Bhutanese politician

Ugyen Wangdi is a Bhutanese politician who was a Druk Phuensum Tshogpa (DPT) member of the National Assembly of Bhutan from October 2018 to 2023. Previously he was member of the National Assembly from 2013 to 2018.

==Political career==
He was elected to the National Assembly as a candidate of DPT from Dramedtse Ngatshang constituency in 2013 Bhutanese National Assembly election. He received 4,164 votes and defeated Tshering Dorji, a candidate of PDP.

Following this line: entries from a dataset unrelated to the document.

//! The harvest loop: poll monitored paths, then import every file that became eligible.
//!
//! One import runs in lockstep, one row at a time:
//!
//! ```text
//! classify → adapter.load_metadata → planner → resolve → stream_rows → derive_row → sink
//! ```
//!
//! - a file must be `STABLE` or `RETRY_IMPORT`, otherwise [`HarvestError::FileStateConflict`]
//! - classification and metadata failures leave the lifecycle state untouched
//! - once the file is `IMPORTING`, any failure ends in `IMPORT_FAILED` with the error text stored
//!   on the record, and rows the sink had not committed are aborted
//!
//! When an observer is configured, the harvester reports:
//!
//! - `on_transition` for every state change it or the monitor makes
//! - `on_success` with sample/row counts
//! - `on_failure` with a computed severity, plus `on_alert` at or above `alert_at_or_above`

use std::collections::BTreeSet;
use std::fmt;
use std::path::{Path, PathBuf};
use std::sync::Arc;

use serde::Serialize;
use tracing::{debug, info, info_span, warn};

use crate::config::HarvesterConfig;
use crate::error::{HarvestError, HarvestResult};
use crate::ingestion::{
    classify, open_adapter, FileMetadata, FormatAdapter, FormatTag, HarvestContext,
    HarvestObserver, HarvestSeverity, HarvestStats, TracingObserver,
};
use crate::monitor::{OpenHandleDetector, PathMonitor, StateStore, Transition};
use crate::processing::{resolve, ColumnOverrides, DerivationEngine, DerivationState};
use crate::sink::RowSink;
use crate::types::{CanonicalColumn, FileState, MonitoredPath, ObservedFile, ObservedFileKey};

/// What to import a file as.
#[derive(Debug, Clone, PartialEq)]
pub struct ImportRequest {
    pub dataset_id: u64,
    /// Canonical columns every output sample carries.
    pub required: BTreeSet<CanonicalColumn>,
    pub overrides: ColumnOverrides,
    /// Continue after a previously committed sample instead of starting fresh.
    pub resume: Option<DerivationState>,
}

impl ImportRequest {
    pub fn new(dataset_id: u64, required: impl IntoIterator<Item = CanonicalColumn>) -> Self {
        Self {
            dataset_id,
            required: required.into_iter().collect(),
            overrides: ColumnOverrides::new(),
            resume: None,
        }
    }

    pub fn with_override(mut self, native: impl Into<String>, column: Option<CanonicalColumn>) -> Self {
        self.overrides.insert(native.into(), column);
        self
    }

    pub fn resume_from(mut self, checkpoint: Option<DerivationState>) -> Self {
        self.resume = checkpoint;
        self
    }
}

/// Metadata extracted for a file about to be imported.
#[derive(Debug, Clone, PartialEq, Serialize)]
pub struct DatasetMetadata {
    pub key: ObservedFileKey,
    pub path: PathBuf,
    pub size: u64,
    #[serde(flatten)]
    pub file: FileMetadata,
}

impl DatasetMetadata {
    pub fn format(&self) -> FormatTag {
        self.file.format
    }
}

/// Decides whether and how an eligible file is imported.
///
/// This is where a caller registers the dataset with its own catalogue and picks the columns.
/// Returning `Ok(None)` leaves the file in its current state for a later cycle.
pub trait ImportPlanner {
    fn plan(&mut self, file: &ObservedFile, metadata: &DatasetMetadata) -> HarvestResult<Option<ImportRequest>>;
}

impl<F> ImportPlanner for F
where
    F: FnMut(&ObservedFile, &DatasetMetadata) -> Option<ImportRequest>,
{
    fn plan(&mut self, file: &ObservedFile, metadata: &DatasetMetadata) -> HarvestResult<Option<ImportRequest>> {
        Ok(self(file, metadata))
    }
}

/// Result of a completed import.
#[derive(Debug, Clone, PartialEq)]
pub struct ImportOutcome {
    pub dataset_id: u64,
    pub metadata: DatasetMetadata,
    /// Samples derived in this session (excludes rows skipped on resume).
    pub samples: u64,
    /// Canonical rows handed to the sink.
    pub rows: u64,
    /// State after the last committed sample.
    pub checkpoint: DerivationState,
}

/// Tally of one or more harvest cycles.
#[derive(Debug, Clone, Default, PartialEq)]
pub struct CycleReport {
    pub files_seen: usize,
    pub stabilized: usize,
    pub imported: Vec<ImportOutcome>,
    /// Files left as they were: unsupported, declined by the planner, or raced by another worker.
    pub skipped: usize,
    pub failed: usize,
    /// Monitored paths that could not be polled.
    pub unreadable_paths: usize,
}

impl CycleReport {
    pub fn merge(&mut self, other: CycleReport) {
        self.files_seen += other.files_seen;
        self.stabilized += other.stabilized;
        self.imported.extend(other.imported);
        self.skipped += other.skipped;
        self.failed += other.failed;
        self.unreadable_paths += other.unreadable_paths;
    }
}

He was re-elected to the National Assembly as a candidate of DPT from Dramedtse Ngatshang constituency in the 2018 Bhutanese National Assembly election. He received 5,602 votes and defeated Jigme Dorji, a candidate of DNT.

Following his successful election, DPT nominated him for the office of Speaker of the National Assembly of Bhutan. He received 17 votes and lost the election to Wangchuk Namgyel of Druk Nyamrup Tshogpa who received 30 votes.